_ASSIGNED TASK_
What you return should be every line of the material, unchanged.

_RECORDS_
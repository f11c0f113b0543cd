//! Category List Component
//!
//! Sortable list of a menu's categories. Each expanded category hosts its
//! own `ItemList` with a separate drag context.

use leptos::prelude::*;
use leptos::task::spawn_local;

use leptos_dragdrop::{create_sortable, DropEvent};
use menu_ordering::MenuOrderingEngine;

use crate::commands;
use crate::components::{DeleteConfirmButton, ItemList};
use crate::context::AppContext;
use crate::format::item_count_label;
use crate::models::{Category, CategoryId};

#[component]
pub fn CategoryList(engine: RwSignal<MenuOrderingEngine>) -> impl IntoView {
    let ctx = use_context::<AppContext>().expect("AppContext should be provided");
    let menu_id = engine.with_untracked(|e| e.menu_id().clone());
    let group = format!("categories-{}", menu_id);

    let sortable = create_sortable(group.clone(), move |drop: DropEvent| {
        let from = CategoryId::from(drop.from_id);
        let to = drop.to_id.map(CategoryId::from);
        let proposed = engine.with_untracked(|e| {
            if e.is_saving() {
                log::debug!("Ignoring category drop while a save is running");
                return None;
            }
            e.category_controller().on_drop(e.categories(), &from, to.as_ref())
        });
        if let Some(event) = proposed {
            engine.update(|e| {
                if let Err(err) = e.apply(event) {
                    log::warn!("Category reorder rejected: {}", err);
                }
            });
        }
    });

    let categories = move || engine.with(|e| e.categories().to_vec());

    view! {
        <div class="category-list">
            <Show when=move || engine.with(|e| e.categories().is_empty())>
                <p class="empty-hint">"This menu has no categories yet."</p>
            </Show>
            <For
                each=categories
                key=|category: &Category| category.id.clone()
                children=move |category: Category| {
                    let id = category.id.clone();
                    let group = group.clone();

                    // keyed by id, so a rename only shows up through the engine
                    let name = {
                        let id = id.clone();
                        Signal::derive(move || {
                            engine.with(|e| e.category(&id).map(|c| c.name.clone()).unwrap_or_default())
                        })
                    };

                    let is_expanded = {
                        let id = id.clone();
                        move || engine.with(|e| e.is_expanded(&id))
                    };
                    let item_count = {
                        let id = id.clone();
                        move || engine.with(|e| e.items_of(&id).len())
                    };
                    let row_class = {
                        let id = id.clone();
                        move || {
                            let mut c = String::from("category-row");
                            if sortable.is_dragging(id.as_str()) { c.push_str(" dragging"); }
                            if sortable.is_over(id.as_str()) { c.push_str(" drop-target"); }
                            c
                        }
                    };
                    let toggle = {
                        let id = id.clone();
                        move |_: web_sys::MouseEvent| {
                            if sortable.drag_just_ended() {
                                return;
                            }
                            engine.update(|e| {
                                e.toggle_expanded(&id);
                            });
                        }
                    };
                    let on_delete = {
                        let menu_id = menu_id.clone();
                        let id = id.clone();
                        move |_: ()| {
                            if engine.with_untracked(|e| e.is_saving()) {
                                ctx.notify_error("Wait for the save to finish before deleting.");
                                return;
                            }
                            let menu_id = menu_id.clone();
                            let id = id.clone();
                            spawn_local(async move {
                                match commands::delete_category(&menu_id, &id).await {
                                    Ok(tree) => {
                                        engine.try_update(|e| e.replace_tree(tree));
                                        ctx.notify_success("Category deleted");
                                    }
                                    Err(e) => ctx.notify_error(format!("Deleting the category failed: {}", e)),
                                }
                            });
                        }
                    };

                    let item_list_id = id.clone();
                    view! {
                        <div
                            class=row_class
                            tabindex="0"
                            data-sortable-group=group
                            data-sortable-id=id.to_string()
                            on:mousedown=sortable.on_mousedown(id.to_string())
                            on:keydown=sortable.on_keydown(id.to_string())
                        >
                            <div class="category-header" on:click=toggle>
                                <span class="drag-handle">"⠿"</span>
                                <span class="collapse-icon">
                                    {let is_expanded = is_expanded.clone(); move || if is_expanded() { "▼" } else { "▶" }}
                                </span>
                                <span class="category-name">{move || name.get()}</span>
                                <span class="category-count">{move || item_count_label(item_count())}</span>
                                <DeleteConfirmButton
                                    button_class="delete-btn"
                                    title=Signal::derive(move || format!("Delete category {}", name.get()))
                                    on_confirm=on_delete
                                />
                            </div>
                            <Show when=is_expanded.clone()>
                                <ItemList engine=engine category_id=item_list_id.clone() />
                            </Show>
                        </div>
                    }
                }
            />
        </div>
    }
}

_ANSWER TO THIS PROBLEM_
repository f11c0f113b0543cd
//! Category List Component
//!
//! Sortable list of a menu's categories. Each expanded category hosts its
//! own `ItemList` with a separate drag context.

use leptos::prelude::*;
use leptos::task::spawn_local;

use leptos_dragdrop::{create_sortable, DropEvent};
use menu_ordering::MenuOrderingEngine;

use crate::commands;
use crate::components::{DeleteConfirmButton, ItemList};
use crate::context::AppContext;
use crate::format::item_count_label;
use crate::models::{Category, CategoryId};

#[component]
pub fn CategoryList(engine: RwSignal<MenuOrderingEngine>) -> impl IntoView {
    let ctx = use_context::<AppContext>().expect("AppContext should be provided");
    let menu_id = engine.with_untracked(|e| e.menu_id().clone());
    let group = format!("categories-{}", menu_id);

    let sortable = create_sortable(group.clone(), move |drop: DropEvent| {
        let from = CategoryId::from(drop.from_id);
        let to = drop.to_id.map(CategoryId::from);
        let proposed = engine.with_untracked(|e| {
            if e.is_saving() {
                log::debug!("Ignoring category drop while a save is running");
                return None;
            }
            e.category_controller().on_drop(e.categories(), &from, to.as_ref())
        });
        if let Some(event) = proposed {
            engine.update(|e| {
                if let Err(err) = e.apply(event) {
                    log::warn!("Category reorder rejected: {}", err);
                }
            });
        }
    });

    let categories = move || engine.with(|e| e.categories().to_vec());

    view! {
        <div class="category-list">
            <Show when=move || engine.with(|e| e.categories().is_empty())>
                <p class="empty-hint">"This menu has no categories yet."</p>
            </Show>
            <For
                each=categories
                key=|category: &Category| category.id.clone()
                children=move |category: Category| {
                    let id = category.id.clone();
                    let group = group.clone();

                    // keyed by id, so a rename only shows up through the engine
                    let name = {
                        let id = id.clone();
                        Signal::derive(move || {
                            engine.with(|e| e.category(&id).map(|c| c.name.clone()).unwrap_or_default())
                        })
                    };

                    let is_expanded = {
                        let id = id.clone();
                        move || engine.with(|e| e.is_expanded(&id))
                    };
                    let item_count = {
                        let id = id.clone();
                        move || engine.with(|e| e.items_of(&id).len())
                    };
                    let row_class = {
                        let id = id.clone();
                        move || {
                            let mut c = String::from("category-row");
                            if sortable.is_dragging(id.as_str()) { c.push_str(" dragging"); }
                            if sortable.is_over(id.as_str()) { c.push_str(" drop-target"); }
                            c
                        }
                    };
                    let toggle = {
                        let id = id.clone();
                        move |_: web_sys::MouseEvent| {
                            if sortable.drag_just_ended() {
                                return;
                            }
                            engine.update(|e| {
                                e.toggle_expanded(&id);
                            });
                        }
                    };
                    let on_delete = {
                        let menu_id = menu_id.clone();
                        let id = id.clone();
                        move |_: ()| {
                            if engine.with_untracked(|e| e.is_saving()) {
                                ctx.notify_error("Wait for the save to finish before deleting.");
                                return;
                            }
                            let menu_id = menu_id.clone();
                            let id = id.clone();
                            spawn_local(async move {
                                match commands::delete_category(&menu_id, &id).await {
                                    Ok(tree) => {
                                        engine.try_update(|e| e.replace_tree(tree));
                                        ctx.notify_success("Category deleted");
                                    }
                                    Err(e) => ctx.notify_error(format!("Deleting the category failed: {}", e)),
                                }
                            });
                        }
                    };

                    let item_list_id = id.clone();
                    view! {
                        <div
                            class=row_class
                            tabindex="0"
                            data-sortable-group=group
                            data-sortable-id=id.to_string()
                            on:mousedown=sortable.on_mousedown(id.to_string())
                            on:keydown=sortable.on_keydown(id.to_string())
                        >
                            <div class="category-header" on:click=toggle>
                                <span class="drag-handle">"⠿"</span>
                                <span class="collapse-icon">
                                    {let is_expanded = is_expanded.clone(); move || if is_expanded() { "▼" } else { "▶" }}
                                </span>
                                <span class="category-name">{move || name.get()}</span>
                                <span class="category-count">{move || item_count_label(item_count())}</span>
                                <DeleteConfirmButton
                                    button_class="delete-btn"
                                    title=Signal::derive(move || format!("Delete category {}", name.get()))
                                    on_confirm=on_delete
                                />
                            </div>
                            <Show when=is_expanded.clone()>
                                <ItemList engine=engine category_id=item_list_id.clone() />
                            </Show>
                        </div>
                    }
                }
            />
        </div>
    }
}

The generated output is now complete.